------ Supplied records ------

use chrono::{Duration, NaiveTime};
use rpunchclock::core::live_status::{LiveStatusEngine, PunchState};
use rpunchclock::core::logic::Core;
use rpunchclock::core::policy::AccountingPolicy;
use rpunchclock::core::sources::PunchRecorder;
use rpunchclock::db::pool::DbPool;
use rpunchclock::models::punch::NewPunch;
use rpunchclock::models::punch_kind::PunchKind;
use rpunchclock::models::schedule::ScheduleExpectation;
use rpunchclock::models::status::{Emphasis, Phase, StatusFrame};

mod common;
use common::brt;

const DAY: &str = "2025-03-10";

fn hm(h: u32, m: u32) -> NaiveTime {
    NaiveTime::from_hms_opt(h, m, 0).unwrap()
}

fn office() -> ScheduleExpectation {
    ScheduleExpectation::new(hm(8, 0), hm(17, 0), 60)
}

fn punches(entry: Option<&str>, out: Option<&str>, back: Option<&str>, exit: Option<&str>) -> PunchState {
    PunchState {
        entry: entry.map(|t| brt(DAY, t)),
        lunch_out: out.map(|t| brt(DAY, t)),
        lunch_return: back.map(|t| brt(DAY, t)),
        exit: exit.map(|t| brt(DAY, t)),
    }
}

fn eval(schedule: &ScheduleExpectation, state: &PunchState, now: &str) -> StatusFrame {
    Core::evaluate_live_status(schedule, state, brt(DAY, now), &AccountingPolicy::default())
}

#[test]
fn test_no_schedule_no_punch_is_undefined() {
    let f = eval(&ScheduleExpectation::default(), &PunchState::default(), "07:00");

    assert_eq!(f.phase, Phase::AwaitingScheduleEntry);
    assert_eq!(f.emphasis, Emphasis::Warning);
    assert_eq!(f.seconds_value, 0);
}

#[test]
fn test_before_entry_counts_down() {
    let f = eval(&office(), &PunchState::default(), "07:30");

    assert_eq!(f.phase, Phase::BeforeEntry);
    assert_eq!(f.seconds_value, 30 * 60);
    assert_eq!(f.emphasis, Emphasis::Neutral);
    assert_eq!(f.label, "Time until entry");
}

#[test]
fn test_late_entry_counts_up() {
    let f = eval(&office(), &PunchState::default(), "08:20");

    assert_eq!(f.phase, Phase::LateEntry);
    assert_eq!(f.seconds_value, 20 * 60);
    assert_eq!(f.lateness_seconds, 20 * 60);
    assert_eq!(f.emphasis, Emphasis::Warning);
}

#[test]
fn test_late_entry_registered_is_flagged() {
    let f = eval(&office(), &punches(Some("08:10"), None, None, None), "08:05");

    assert_eq!(f.phase, Phase::EntryRegistered);
    assert_eq!(f.emphasis, Emphasis::Warning);
    assert_eq!(f.label, "Entry registered (late)");
    assert_eq!(f.lateness_seconds, 10 * 60);
}

#[test]
fn test_early_entry_registered_until_expected_entry() {
    let state = punches(Some("07:50"), None, None, None);

    let f = eval(&office(), &state, "07:55");
    assert_eq!(f.phase, Phase::EntryRegistered);
    assert_eq!(f.emphasis, Emphasis::Neutral);
    assert_eq!(f.label, "Entry registered (on time)");
    assert_eq!(f.lateness_seconds, 0);

    assert_eq!(eval(&office(), &state, "08:00").phase, Phase::AwaitingLunch);
}

#[test]
fn test_late_arrival_goes_straight_to_awaiting_lunch() {
    let f = eval(&office(), &punches(Some("08:10"), None, None, None), "08:10");

    assert_eq!(f.phase, Phase::AwaitingLunch);
    assert_eq!(f.emphasis, Emphasis::Neutral);
    assert_eq!(f.lateness_seconds, 10 * 60);
}

#[test]
fn test_lateness_is_kept_after_entry() {
    let f = eval(&office(), &punches(Some("08:10"), None, None, None), "10:00");

    assert_eq!(f.phase, Phase::AwaitingLunch);
    assert_eq!(f.lateness_seconds, 10 * 60);
}

#[test]
fn test_within_and_exceeding_lunch() {
    let state = punches(Some("08:00"), Some("12:00"), None, None);

    let f = eval(&office(), &state, "12:40");
    assert_eq!(f.phase, Phase::WithinLunch);
    assert_eq!(f.seconds_value, 20 * 60);
    assert_eq!(f.emphasis, Emphasis::Info);

    let f = eval(&office(), &state, "13:00");
    assert_eq!(f.phase, Phase::WithinLunch);
    assert_eq!(f.seconds_value, 0);

    let f = eval(&office(), &state, "13:15");
    assert_eq!(f.phase, Phase::ExceedingLunch);
    assert_eq!(f.seconds_value, 15 * 60);
    assert_eq!(f.emphasis, Emphasis::Warning);
}

#[test]
fn test_lunch_allowance_from_schedule_or_default() {
    let short = ScheduleExpectation::new(hm(8, 0), hm(17, 0), 30);
    let state = punches(Some("08:00"), Some("12:00"), None, None);
    assert_eq!(eval(&short, &state, "12:40").phase, Phase::ExceedingLunch);

    let unset = ScheduleExpectation {
        lunch_duration_minutes: None,
        ..office()
    };
    let f = eval(&unset, &state, "12:40");
    assert_eq!(f.phase, Phase::WithinLunch);
    assert_eq!(f.seconds_value, 20 * 60);
}

#[test]
fn test_early_return_registered_then_shift_countdown() {
    let state = punches(Some("08:00"), Some("12:00"), Some("12:50"), None);

    assert_eq!(eval(&office(), &state, "12:55").phase, Phase::ReturnRegistered);

    let f = eval(&office(), &state, "15:00");
    assert_eq!(f.phase, Phase::BeforeExit);
    assert_eq!(f.seconds_value, 2 * 3600);
    assert_eq!(f.emphasis, Emphasis::Neutral);
}

#[test]
fn test_overtime_counts_past_expected_exit() {
    let state = punches(Some("08:00"), Some("12:00"), Some("13:00"), None);
    let f = eval(&office(), &state, "17:30");

    assert_eq!(f.phase, Phase::Overtime);
    assert_eq!(f.seconds_value, 30 * 60);
    assert_eq!(f.emphasis, Emphasis::Info);
}

#[test]
fn test_skipped_lunch_falls_through_to_exit_rules() {
    let state = punches(Some("08:00"), None, None, None);

    assert_eq!(eval(&office(), &state, "16:00").phase, Phase::AwaitingLunch);

    let f = eval(&office(), &state, "17:30");
    assert_eq!(f.phase, Phase::Overtime);
    assert_eq!(f.seconds_value, 30 * 60);
}

#[test]
fn test_exit_phases() {
    let on_time = punches(Some("08:00"), Some("12:00"), Some("13:00"), Some("17:00"));
    let f = eval(&office(), &on_time, "18:00");
    assert_eq!(f.phase, Phase::ExitOnTime);
    assert_eq!(f.emphasis, Emphasis::Neutral);

    let late = punches(Some("08:00"), Some("12:00"), Some("13:00"), Some("17:20"));
    let f = eval(&office(), &late, "18:00");
    assert_eq!(f.phase, Phase::ExitOvertime);
    assert_eq!(f.emphasis, Emphasis::Info);
    assert_eq!(f.seconds_value, 0);
}

#[test]
fn test_missing_exit_time_is_undefined() {
    let entry_only = ScheduleExpectation {
        expected_exit: None,
        ..office()
    };
    let state = punches(Some("08:00"), Some("12:00"), Some("13:00"), None);

    let f = eval(&entry_only, &state, "15:00");
    assert_eq!(f.phase, Phase::AwaitingScheduleExit);
    assert_eq!(f.emphasis, Emphasis::Warning);

    let done = punches(Some("08:00"), Some("12:00"), Some("13:00"), Some("17:00"));
    assert_eq!(eval(&entry_only, &done, "18:00").phase, Phase::DayComplete);
}

#[test]
fn test_entry_without_schedule() {
    let f = eval(
        &ScheduleExpectation::default(),
        &punches(Some("08:00"), None, None, None),
        "07:59",
    );
    assert_eq!(f.phase, Phase::EntryRegistered);
    assert_eq!(f.label, "Entry registered");
    assert_eq!(f.lateness_seconds, 0);
}

#[test]
fn test_overnight_shift_exit_next_day() {
    let night = ScheduleExpectation::new(hm(22, 0), hm(6, 0), 60);
    let state = PunchState {
        entry: Some(brt(DAY, "22:00")),
        ..PunchState::default()
    };
    let engine = LiveStatusEngine::from_policy(&AccountingPolicy::default());

    let f = engine.evaluate(&night, &state, brt("2025-03-11", "03:00"));
    assert_eq!(f.phase, Phase::AwaitingLunch);

    let f = engine.evaluate(&night, &state, brt("2025-03-11", "07:00"));
    assert_eq!(f.phase, Phase::Overtime);
    assert_eq!(f.seconds_value, 3600);
}

#[test]
fn test_evaluation_is_deterministic() {
    let state = punches(Some("08:10"), Some("12:00"), None, None);
    assert_eq!(eval(&office(), &state, "12:30"), eval(&office(), &state, "12:30"));
}

#[test]
fn test_every_state_and_minute_has_a_phase() {
    let schedules = [
        office(),
        ScheduleExpectation::default(),
        ScheduleExpectation {
            expected_exit: None,
            ..office()
        },
    ];
    let states = [
        punches(None, None, None, None),
        punches(Some("08:00"), None, None, None),
        punches(Some("08:00"), Some("12:00"), None, None),
        punches(Some("08:00"), Some("12:00"), Some("13:00"), None),
        punches(Some("08:00"), None, None, Some("17:00")),
        punches(Some("08:00"), Some("12:00"), Some("13:00"), Some("17:00")),
        // lunch return without lunch out
        punches(Some("08:00"), None, Some("13:00"), None),
    ];
    let engine = LiveStatusEngine::from_policy(&AccountingPolicy::default());
    let start = brt(DAY, "00:00");

    for schedule in &schedules {
        for state in &states {
            for minute in (0..24 * 60).step_by(7) {
                let f = engine.evaluate(schedule, state, start + Duration::minutes(minute));
                assert!(Phase::ALL.contains(&f.phase));
                assert!(!f.label.is_empty());
                if !f.phase.is_counting() {
                    assert_eq!(f.seconds_value, 0, "{:?} at minute {minute}", f.phase);
                }
                if state.exit.is_some() {
                    assert!(matches!(
                        f.phase,
                        Phase::ExitOnTime | Phase::ExitOvertime | Phase::DayComplete
                    ));
                }
            }
        }
    }
}

#[test]
fn test_todays_punch_state_from_database() {
    let policy = AccountingPolicy::default();
    let pool = DbPool::in_memory().unwrap();

    for (kind, t) in [(PunchKind::Entry, "08:10"), (PunchKind::LunchOut, "12:00")] {
        pool.record_punch(NewPunch {
            employee_id: "ana".into(),
            kind,
            timestamp: brt(DAY, t),
            geo: None,
        })
        .unwrap();
    }
    // yesterday, must not leak into today
    pool.record_punch(NewPunch {
        employee_id: "ana".into(),
        kind: PunchKind::Exit,
        timestamp: brt("2025-03-09", "17:00"),
        geo: None,
    })
    .unwrap();

    let now = brt(DAY, "12:30");
    let state = Core::todays_punch_state(&pool, "ana", &office(), now, &policy).unwrap();

    assert_eq!(state.entry, Some(brt(DAY, "08:10")));
    assert_eq!(state.lunch_out, Some(brt(DAY, "12:00")));
    assert_eq!(state.exit, None);

    let f = Core::evaluate_live_status(&office(), &state, now, &policy);
    assert_eq!(f.phase, Phase::WithinLunch);
    assert_eq!(f.seconds_value, 30 * 60);
    assert_eq!(f.lateness_seconds, 10 * 60);
}

fn record(pool: &DbPool, employee: &str, kind: PunchKind, day: &str, t: &str) {
    pool.record_punch(NewPunch {
        employee_id: employee.into(),
        kind,
        timestamp: brt(day, t),
        geo: None,
    })
    .unwrap();
}

#[test]
fn test_overnight_shift_keeps_entry_after_midnight() {
    let policy = AccountingPolicy::default();
    let night = ScheduleExpectation::new(hm(22, 0), hm(6, 0), 60);
    let pool = DbPool::in_memory().unwrap();
    record(&pool, "caio", PunchKind::Entry, DAY, "22:00");

    let now = brt("2025-03-11", "02:00");
    let state = Core::todays_punch_state(&pool, "caio", &night, now, &policy).unwrap();
    assert_eq!(state.entry, Some(brt(DAY, "22:00")));

    let f = Core::evaluate_live_status(&night, &state, now, &policy);
    assert_eq!(f.phase, Phase::AwaitingLunch);

    // lunch taken after midnight joins the same shift
    record(&pool, "caio", PunchKind::LunchOut, "2025-03-11", "02:10");
    let now = brt("2025-03-11", "02:40");
    let state = Core::todays_punch_state(&pool, "caio", &night, now, &policy).unwrap();
    assert_eq!(state.entry, Some(brt(DAY, "22:00")));
    assert_eq!(state.lunch_out, Some(brt("2025-03-11", "02:10")));

    let f = Core::evaluate_live_status(&night, &state, now, &policy);
    assert_eq!(f.phase, Phase::WithinLunch);
    assert_eq!(f.seconds_value, 30 * 60);
}

#[test]
fn test_previous_open_day_is_ignored_without_overnight_schedule() {
    let policy = AccountingPolicy::default();
    let pool = DbPool::in_memory().unwrap();
    record(&pool, "ana", PunchKind::Entry, "2025-03-09", "08:00");

    let now = brt(DAY, "07:00");
    let state = Core::todays_punch_state(&pool, "ana", &office(), now, &policy).unwrap();
    assert_eq!(state, PunchState::default());

    let f = Core::evaluate_live_status(&office(), &state, now, &policy);
    assert_eq!(f.phase, Phase::BeforeEntry);
}

#[test]
fn test_overnight_exit_after_midnight_closes_the_shift() {
    let policy = AccountingPolicy::default();
    let night = ScheduleExpectation::new(hm(22, 0), hm(6, 0), 60);
    let pool = DbPool::in_memory().unwrap();
    record(&pool, "caio", PunchKind::Entry, "2025-03-09", "22:00");
    record(&pool, "caio", PunchKind::Exit, DAY, "05:50");

    let now = brt(DAY, "07:00");
    let state = Core::todays_punch_state(&pool, "caio", &night, now, &policy).unwrap();
    assert_eq!(state.entry, Some(brt("2025-03-09", "22:00")));
    assert_eq!(state.exit, Some(brt(DAY, "05:50")));

    let f = Core::evaluate_live_status(&night, &state, now, &policy);
    assert_eq!(f.phase, Phase::ExitOnTime);
}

------

Your answer should be each line from the entries that includes the string "short".

## Problem solution
    let short = ScheduleExpectation::new(hm(8, 0), hm(17, 0), 30);
    assert_eq!(eval(&short, &state, "12:40").phase, Phase::ExceedingLunch);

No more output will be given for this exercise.